Exhibit 5.1
[Seward & Kissel LLP Letterhead]
September [ ], 2011
Ocean Rig UDW Inc.
10 Skopa Street, Tribune House
2nd Floor, Office 202, CY 1075
Nicosia, Cyprus
011 357 22767517
Re: Ocean Rig UDW Inc.
Ladies and Gentlemen:
We have acted as Marshall Islands and United States counsel to Ocean Rig UDW Inc., (the “Company”) in connection with the Company’s Registration Statement on Form F-4 (File No. 333- ) as filed with the U.S. Securities and Exchange Commission (the “Commission”) on September, [ ], 2011, as thereafter amended or supplemented (the “Registration Statement”) with respect to the transfer of up to 1,541,171 of the Company’s common shares (including the related preferred stock purchase rights (the “Rights”)), par value $0.01 per share (the “Securities”). The Registration Statement relates to the merger of Pelican Stockholdings Inc. (“Pelican”) with and into OceanFreight Inc. (“OceanFreight”) with OceanFreight as the surviving corporation (the “Merger”) as a wholly-owned subsidiary of DryShips Inc. (“DryShips”) pursuant to the Agreement and Plan of Merger, dated July 26, 2011, by and among DryShips, OceanFreight and Pelican (the “Merger Agreement”), as described in the form of the Proxy Statement/Prospectus included in the Registration Statement (the “Proxy/Prospectus”).
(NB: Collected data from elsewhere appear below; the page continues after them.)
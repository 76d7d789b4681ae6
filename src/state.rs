//! Runtime state and transition types

use std::collections::BTreeSet;

use chrono::{DateTime, Utc};
use serde::{Deserialize, Serialize};

/// Lock state for a location
#[derive(Debug, Clone, Copy, Default, PartialEq, Eq, Serialize, Deserialize)]
#[serde(rename_all = "snake_case")]
pub enum LockState {
    /// Normal operation
    #[default]
    Unlocked,
    /// Administrative freeze: only manual and lock events are honoured,
    /// timers do not elapse, propagation is absorbed
    LockedFrozen,
}

impl LockState {
    /// Wire name used in snapshots
    pub fn as_str(&self) -> &'static str {
        match self {
            LockState::Unlocked => "unlocked",
            LockState::LockedFrozen => "locked_frozen",
        }
    }

    /// Parse a wire name; `None` for unknown strings
    pub fn parse(value: &str) -> Option<Self> {
        match value {
            "unlocked" => Some(LockState::Unlocked),
            "locked_frozen" => Some(LockState::LockedFrozen),
            _ => None,
        }
    }
}

/// Runtime state for a location
///
/// A value type: the evaluator builds a candidate locally and commits it by
/// replacing the stored state wholesale. `occupied_until` is absent while
/// holds or occupants keep the location open (occupancy is then indefinite).
#[derive(Debug, Clone, Default, PartialEq, Eq, Serialize, Deserialize)]
pub struct LocationRuntimeState {
    /// Whether the location is currently occupied
    pub is_occupied: bool,
    /// When occupancy expires, if it is timer-driven
    pub occupied_until: Option<DateTime<Utc>>,
    /// Occupant ids currently present
    pub active_occupants: BTreeSet<String>,
    /// Source ids currently holding the location open
    pub active_holds: BTreeSet<String>,
    /// Current lock state
    pub lock_state: LockState,
}

impl LocationRuntimeState {
    /// The default-vacant state every location starts in
    pub fn vacant() -> Self {
        Self::default()
    }

    /// True when the state carries no information worth snapshotting
    pub fn is_default(&self) -> bool {
        !self.is_occupied
            && self.occupied_until.is_none()
            && self.active_occupants.is_empty()
            && self.active_holds.is_empty()
            && self.lock_state == LockState::Unlocked
    }
}

/// Why a transition was emitted
#[derive(Debug, Clone, Copy, PartialEq, Eq, Serialize, Deserialize)]
#[serde(rename_all = "lowercase")]
pub enum TransitionReason {
    /// Direct result of an external event
    Event,
    /// A timer elapsed during a timeout sweep
    Timeout,
    /// Caused by hierarchy propagation
    Propagated,
}

/// A committed state change on one location
#[derive(Debug, Clone, PartialEq, Eq, Serialize)]
pub struct StateTransition {
    /// The location that changed
    pub location_id: String,
    /// State before the change
    pub previous_state: LocationRuntimeState,
    /// State after the change
    pub new_state: LocationRuntimeState,
    /// Why the change happened
    pub reason: TransitionReason,
}

/// Result of one engine call
#[derive(Debug, Clone, Default, PartialEq, Eq, Serialize)]
pub struct EngineOutput {
    /// State transitions committed during the call, in commit order
    pub transitions: Vec<StateTransition>,
    /// Earliest future timer across all locations that need a wakeup,
    /// or `None` when no timer is pending
    pub next_expiration: Option<DateTime<Utc>>,
}
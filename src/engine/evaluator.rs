//! Single-location evaluation step
//!
//! The evaluator is a pure function: given the current state, an optional
//! event (`None` is a re-evaluate tick), the injected `now` and the parent's
//! state, it either produces a replacement state or decides nothing changed.
//! Two calls with identical inputs produce identical outputs.

use chrono::{DateTime, Duration, Utc};

use crate::config::{LocationConfig, OccupancyStrategy};
use crate::events::{EventKind, OccupancyEvent};
use crate::state::{LocationRuntimeState, LockState};

/// Evaluate one location. Returns the replacement state if anything changed.
pub(crate) fn evaluate(
    config: &LocationConfig,
    current: &LocationRuntimeState,
    parent: Option<&LocationRuntimeState>,
    event: Option<&OccupancyEvent>,
    now: DateTime<Utc>,
) -> Option<LocationRuntimeState> {
    // Lock gate: a frozen location honours only manual and lock events.
    // Re-evaluate ticks are rejected too, so frozen state never decays.
    if current.lock_state == LockState::LockedFrozen {
        match event {
            Some(ev) if matches!(ev.kind, EventKind::Manual | EventKind::LockChange) => {}
            _ => {
                tracing::debug!(
                    location = %config.id,
                    kind = ?event.map(|ev| ev.kind),
                    "ignored while locked"
                );
                return None;
            }
        }
    }

    let mut next_occupants = current.active_occupants.clone();
    let mut next_holds = current.active_holds.clone();
    let mut next_until = current.occupied_until;
    let mut next_lock = current.lock_state;

    if let Some(ev) = event {
        // Lock toggle
        if ev.kind == EventKind::LockChange {
            next_lock = match next_lock {
                LockState::LockedFrozen => LockState::Unlocked,
                LockState::Unlocked => LockState::LockedFrozen,
            };
            tracing::info!(location = %config.id, lock = ?next_lock, "lock toggled");
        }

        // Identity rides on continuous presence. A pulse may name an
        // occupant for the host's benefit, but only hold events move the
        // occupant set; otherwise an expired pulse could leave a ghost
        // identity holding the room open forever.
        if let Some(occupant_id) = &ev.occupant_id {
            match ev.kind {
                EventKind::HoldStart => {
                    next_occupants.insert(occupant_id.clone());
                }
                EventKind::HoldEnd => {
                    next_occupants.remove(occupant_id);
                }
                _ => {}
            }
        }

        // Hold set mutation
        match ev.kind {
            EventKind::HoldStart => {
                next_holds.insert(ev.source_id.clone());
            }
            EventKind::HoldEnd => {
                next_holds.remove(&ev.source_id);
            }
            _ => {}
        }

        // Timer mutation. Timers never shrink: a new expiry only replaces a
        // shorter one. Propagated events arm from `now` rather than their
        // carried timestamp so an old timestamp cannot re-propagate.
        match ev.kind {
            EventKind::Momentary | EventKind::Manual => {
                let expiry = ev.timestamp + timeout_delta(ev, config);
                next_until = Some(next_until.map_or(expiry, |cur| cur.max(expiry)));
            }
            EventKind::Propagated => {
                let expiry = now + timeout_delta(ev, config);
                next_until = Some(next_until.map_or(expiry, |cur| cur.max(expiry)));
            }
            EventKind::HoldEnd => {
                // Fudge factor: when the last hold drops, a trailing timer
                // allows brief exits without flipping straight to vacant.
                if next_holds.is_empty() && !current.active_holds.is_empty() {
                    next_until = Some(ev.timestamp + timeout_delta(ev, config));
                }
            }
            _ => {}
        }
    }

    // While holds or occupants keep the location open, occupancy is
    // indefinite and any pending timer is meaningless.
    if !next_holds.is_empty() || !next_occupants.is_empty() {
        next_until = None;
    }

    // Occupancy derivation: timer still running, held, identified, or
    // inherited from the parent under the follow-parent strategy.
    let mut occupied = next_until.is_some_and(|until| until > now)
        || !next_holds.is_empty()
        || !next_occupants.is_empty();

    if config.strategy == OccupancyStrategy::FollowParent {
        if let Some(parent_state) = parent {
            if parent_state.is_occupied {
                occupied = true;
                // A held parent makes the child indefinite as well.
                if !parent_state.active_holds.is_empty()
                    || !parent_state.active_occupants.is_empty()
                {
                    next_until = None;
                }
            }
        }
    }

    // Vacancy scrub: nothing ephemeral survives vacancy, so a stale
    // identity can never linger past the room going empty.
    if !occupied {
        next_occupants.clear();
        next_holds.clear();
        next_until = None;
    }

    let next = LocationRuntimeState {
        is_occupied: occupied,
        occupied_until: next_until,
        active_occupants: next_occupants,
        active_holds: next_holds,
        lock_state: next_lock,
    };

    if next == *current {
        return None;
    }

    debug_assert!(
        next.is_occupied
            || (next.occupied_until.is_none()
                && next.active_occupants.is_empty()
                && next.active_holds.is_empty()),
        "vacant state must carry no evidence: {next:?}"
    );
    debug_assert!(
        (next.active_holds.is_empty() && next.active_occupants.is_empty())
            || next.occupied_until.is_none(),
        "held state must have no timer: {next:?}"
    );

    Some(next)
}

/// Resolve the effective timer duration for an event: an explicit duration
/// wins, otherwise the location's category timeout applies.
fn timeout_delta(event: &OccupancyEvent, config: &LocationConfig) -> Duration {
    event
        .duration
        .unwrap_or_else(|| Duration::minutes(i64::from(config.timeout_minutes(&event.category))))
}
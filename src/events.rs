//! Occupancy events
//!
//! Events are the only way state changes enter the engine. The host maps
//! raw sensor signals onto these kinds; the engine never sees devices.

use chrono::{DateTime, Duration, Utc};
use serde::{Deserialize, Serialize};

/// Type of occupancy event
#[derive(Debug, Clone, Copy, PartialEq, Eq, Serialize, Deserialize)]
#[serde(rename_all = "snake_case")]
pub enum EventKind {
    /// Transient pulse that (re)arms a fixed-duration timer
    Momentary,
    /// Continuous-presence assertion starts, pausing the timer
    HoldStart,
    /// Continuous-presence assertion ends, starting the trailing timer
    HoldEnd,
    /// Manual override, honoured even while locked
    Manual,
    /// Lock state toggle
    LockChange,
    /// Synthetic event carrying child occupancy up the hierarchy
    Propagated,
}

/// An occupancy event
#[derive(Debug, Clone, PartialEq, Eq)]
pub struct OccupancyEvent {
    /// Target location
    pub location_id: String,
    /// Event kind
    pub kind: EventKind,
    /// Timeout-lookup key, e.g. "motion" or "presence"
    pub category: String,
    /// Device id; the key into the hold set for hold events
    pub source_id: String,
    /// When the event occurred
    pub timestamp: DateTime<Utc>,
    /// Optional occupant identity carried by the event
    pub occupant_id: Option<String>,
    /// Optional explicit duration, overriding the category timeout
    pub duration: Option<Duration>,
}

impl OccupancyEvent {
    /// Create an event without identity or duration override
    pub fn new(
        location_id: impl Into<String>,
        kind: EventKind,
        category: impl Into<String>,
        source_id: impl Into<String>,
        timestamp: DateTime<Utc>,
    ) -> Self {
        Self {
            location_id: location_id.into(),
            kind,
            category: category.into(),
            source_id: source_id.into(),
            timestamp,
            occupant_id: None,
            duration: None,
        }
    }

    /// Attach an occupant identity
    pub fn with_occupant(mut self, occupant_id: impl Into<String>) -> Self {
        self.occupant_id = Some(occupant_id.into());
        self
    }

    /// Override the category timeout with an explicit duration
    pub fn with_duration(mut self, duration: Duration) -> Self {
        self.duration = Some(duration);
        self
    }
}
//! Deterministic occupancy engine for a hierarchy of locations
//!
//! This crate provides the state-evaluation and propagation core of an
//! occupancy system. It:
//! - Ingests discrete occupancy events (pulses, holds, manual overrides,
//!   lock toggles) from heterogeneous sensors
//! - Maintains a derived `is_occupied` per location together with the
//!   supporting evidence (pending timer, identity set, active holds, lock)
//! - Propagates occupancy upward through the location hierarchy and drives
//!   follow-parent children downward
//! - Reports, after every input, the instant at which the host must call
//!   back for timer housekeeping
//! - Exports and restores state as a JSON-serialisable attribute bag with
//!   stale-data defences
//!
//! The engine owns no clock and performs no I/O. All time is injected as
//! `chrono::DateTime<Utc>`; the host schedules wakeups and owns persistence.
//! Callers must serialise access (single-writer contract).

#![deny(clippy::unwrap_used)]
#![deny(clippy::expect_used)]

pub mod config;
pub mod engine;
pub mod error;
pub mod events;
pub mod snapshot;
pub mod state;

pub use config::{
    load_configs_from_json, load_configs_from_yaml, LocationConfig, LocationKind,
    OccupancyStrategy,
};
pub use engine::OccupancyEngine;
pub use error::{EngineError, EngineResult};
pub use events::{EventKind, OccupancyEvent};
pub use snapshot::{LocationSnapshot, Snapshot};
pub use state::{
    EngineOutput, LocationRuntimeState, LockState, StateTransition, TransitionReason,
};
The Securities covered by the Registration Statement were issued by way of a share dividend of 103,125,000 of the Company’s common shares to DryShips that was made on December 8, 2010.
We have examined originals or copies, certified or otherwise identified to our satisfaction, of: (i) the Registration Statement; (ii) the Proxy/Prospectus of the Company included in the Registration Statement; (iii) the Amended and Restated Stockholders Rights Agreement dated as of June 3, 2011 (the “Rights Agreement”); (iv) the Merger Agreement; (v) the Purchase and Sale Agreement; and (vi) such corporate documents and records of the Company and such other instruments, certificates and documents as we have deemed necessary or appropriate as a basis for the opinions hereinafter expressed. In such examinations, we have assumed the authenticity of all documents submitted to us as originals, the conformity to original documents of all documents submitted to us as copies or drafts of documents to be executed, the genuineness of all signatures and the legal competence or capacity of persons or entities to complete the execution of documents. As to various questions of fact which are material to the opinions hereinafter expressed, we have relied upon statements or certificates of public officials, directors of the Company and others.
Ocean Rig UDW Inc.
September [ ], 2011
Page 2
We have further assumed for the purposes of this opinion, without investigation, that (i) all documents contemplated by the Proxy/Prospectus to be executed in connection with the Merger have been duly authorized, executed and delivered by each of the parties thereto other than the Company; and (ii) the terms of the Merger comply in all respects with the terms, conditions and restrictions set forth in the Proxy/Prospectus and all of the instruments, agreements and other documents relating thereto or executed in connection therewith.
Based upon and subject to the foregoing, and having regard to such other legal considerations which we deem relevant, we are of the opinion that under the laws of the Republic of the Marshall Islands, the Securities have been duly authorized, are validly issued, fully paid and non-assessable.
Furthermore, based upon and subject to the foregoing, and having regard to such other legal considerations which we deem relevant, we are of the opinion that under the laws of the State of New York, the Rights constitute binding obligations of the Company in accordance with the terms of the Rights Agreement.
This opinion is limited to the law of the Republic of the Marshall Islands and the State of New York as in effect on the date hereof.
We hereby consent to the filing of this opinion as an exhibit to the Registration Statement, and to each reference to us and the discussions of advice provided by us under the headings “Legal Matters” in the Prospectus, without admitting we are “experts” within the meaning of the Securities Act of 1933, as amended, or the rules and regulations of the Commission thereunder with respect to any part of the Registration Statement.